Dialogue, take your time… These three tips for approaching your postpartum sexuality


It is a moment often considered the most wonderful. The birth of a child is very often a moment of happiness for the parents but also of anxiety. Immersed in parenthood, the latter also wonder how their couple can still exist when childbirth upsets their balance, especially sexual. In the show Well done for youCaroline Le Roux, midwife and sexologist and author of The truth about sex after babygives her advice for dealing with postpartum sexuality.

Take his time

That’s the key word: time. After childbirth, many women have to deal with a new body, with the worry of seeing their partner no longer be attracted. For their part, fathers are also invaded by questions after the birth of the baby. ‘Am I going to hurt him? Would I have the same feelings?’ For Caroline Le Roux, the priority is to allow time.

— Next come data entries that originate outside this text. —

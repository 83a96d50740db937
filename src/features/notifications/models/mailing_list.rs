use serde::{Deserialize, Serialize};
use utoipa::ToSchema;

/// Stored as either "a@x, b@y" or a JSON array
#[derive(Debug, Clone, PartialEq, Serialize, Deserialize)]
#[serde(untagged)]
pub enum EmailField {
    Text(String),
    List(Vec<String>),
}

impl EmailField {
    pub fn addresses(&self) -> Vec<String> {
        let raw: Vec<&str> = match self {
            EmailField::Text(text) => text.split(',').collect(),
            EmailField::List(list) => list.iter().map(String::as_str).collect(),
        };
        raw.into_iter()
            .map(str::trim)
            .filter(|s| !s.is_empty())
            .map(str::to_string)
            .collect()
    }
}

#[derive(Debug, Clone, PartialEq, Serialize, Deserialize)]
pub struct StoredMailingList {
    pub name: String,
    pub emails: EmailField,
}

/// Layout of the mailing list file
#[derive(Debug, Clone, Default, PartialEq, Serialize, Deserialize)]
pub struct MailingListFile {
    #[serde(default)]
    pub lists: Vec<StoredMailingList>,
}

#[derive(Debug, Clone, PartialEq, Serialize, Deserialize, ToSchema)]
pub struct MailingList {
    #[schema(example = "MAIL_LIST_DEFAULT")]
    pub name: String,
    pub emails: Vec<String>,
}

impl From<&StoredMailingList> for MailingList {
    fn from(list: &StoredMailingList) -> Self {
        Self {
            name: list.name.clone(),
            emails: list.emails.addresses(),
        }
    }
}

“There is no time limit for resuming a sexual life from the moment the sons are no longer there. So theoretically, ten days later, we can have a report. But you have to want to. And it’s only when the mother wants her to resume intercourse”, explains the sexologist at the microphone of Europe 1.

Discuss with your partner or with a professional

“In general, it is said that sexuality takes the time of a pregnancy to return”, explains Caroline Le Roux. For the sexologist and author of the book The truth about sex after baby, it is after the ninth month without libido that you have to worry. “If you can’t be penetrated, then you have to be able to consult, or simply talk about it. Freeing up to speak can also do them good,” she says.

A dialogue that she also wants men to engage in: “Men question themselves in particular about their sensations,” she explains, assuring that there will be almost no differences in sensations between before and after the ‘childbirth. But for the sexologist, it is important that men can also ask their questions and expose their concerns on the subject, to find a fulfilling sexuality.

Use lubricant

Once the libido has been regained, a major ally can facilitate the resumption of sexual life: the lubricant. “You may want less, have less libido because you’re tired, because there are a lot of things going on with the baby, and well, the lubricant can help. Already, first of all, to tell yourself ‘it’s better lubricated, so normally I would have less pain or not at all’. And it can reassure the man too, who often worries about hurting his partner”, explains Caroline Le Roux.

“So lube is great,” exclaims the sex therapist and author of The truth about sex after baby.